The plaintiff sued the defendant, Spring Time #1 LLC, a maker of a certain note, leasehold mortgage, and security agreement and the other defendant, Jonathan W. Burke, the guarantor of the note. The defendants defaulted for failure to appear and the title vested in the plaintiff. The plaintiff timely moved for a deficiency judgment against the defendants.
Defendant Burke first appeared in this case through his attorney during the deficiency judgment hearing. He filed four objections to the deficiency judgment. The first objection was that he did not sign the guaranty so he could not be held liable under the guaranty. The court relied on Bank of Stamford v. Alaimo, 31 Conn.App.1, 9 (1993), and ruled that this objection was precluded. The defendant must assert defenses as to liability in the foreclosure action and cannot raise these defenses at the deficiency judgment hearing.
Defendant Burke’s second objection was that his obligation under the guaranty is of a limited nature, is conditional on misconduct other than default of payment of the mortgage note, and is not necessarily equal to the debt established in the foreclosure judgment.
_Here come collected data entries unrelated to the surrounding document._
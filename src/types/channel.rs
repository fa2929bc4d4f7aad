// SPDX-License-Identifier: MPL-2.0
// This Source Code Form is subject to the terms of the Mozilla Public
// License, v. 2.0. If a copy of the MPL was not distributed with this
// file, You can obtain one at https://mozilla.org/MPL/2.0/.

//! Channel selector for single-channel manual commands.

use std::fmt;
use std::str::FromStr;

use crate::error::ValueError;

/// One manually addressable channel.
///
/// Hubs issue single-channel set commands as `R`/`G`/`B`/`W`; the warm-white
/// channel is only legal on white-capable bulbs, which the translator
/// enforces. The cool-white channel is not manually addressable, matching
/// the hub command set.
///
/// # Examples
///
/// ```
/// use magichome_lib::types::ManualChannel;
///
/// let ch: ManualChannel = "R".parse().unwrap();
/// assert_eq!(ch, ManualChannel::Red);
/// assert!("X".parse::<ManualChannel>().is_err());
/// ```
#[derive(Debug, Clone, Copy, PartialEq, Eq, Hash)]
pub enum ManualChannel {
    /// Red channel.
    Red,
    /// Green channel.
    Green,
    /// Blue channel.
    Blue,
    /// Warm-white channel.
    White,
}

impl ManualChannel {
    /// Returns the hub command letter.
    #[must_use]
    pub const fn as_str(&self) -> &'static str {
        match self {
            Self::Red => "R",
            Self::Green => "G",
            Self::Blue => "B",
            Self::White => "W",
        }
    }
}

impl fmt::Display for ManualChannel {
    fn fmt(&self, f: &mut fmt::Formatter<'_>) -> fmt::Result {
        write!(f, "{}", self.as_str())
    }
}

impl FromStr for ManualChannel {
    type Err = ValueError;

    fn from_str(s: &str) -> Result<Self, Self::Err> {
        match s.to_ascii_uppercase().as_str() {
            "R" => Ok(Self::Red),
            "G" => Ok(Self::Green),
            "B" => Ok(Self::Blue),
            "W" => Ok(Self::White),
            _ => Err(ValueError::InvalidChannel(s.to_string())),
        }
    }
}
The court allowed this objection and ruled that Burke was not barred from contesting his obligation under the guaranty and the calculation of the deficiency.
The third objection raised by Burke was that he was not provided with notice of the action so the court lacked personal jurisdiction. The court ruled that the third objection was precluded. Lack of personal jurisdiction should have been challenged by filing a motion to dismiss within 30 days of the defendant filing his appearance, pursuant to Connecticut Practice Book Section 10-30. An objection to the deficiency judgment is not a proper way to raise the issue of lack of personal jurisdiction.
Finally, in his fourth objection the defendant raised issues relating to the valuation of the property. All parties agreed that the defendant has the right to contest valuation at the deficiency judgment hearing.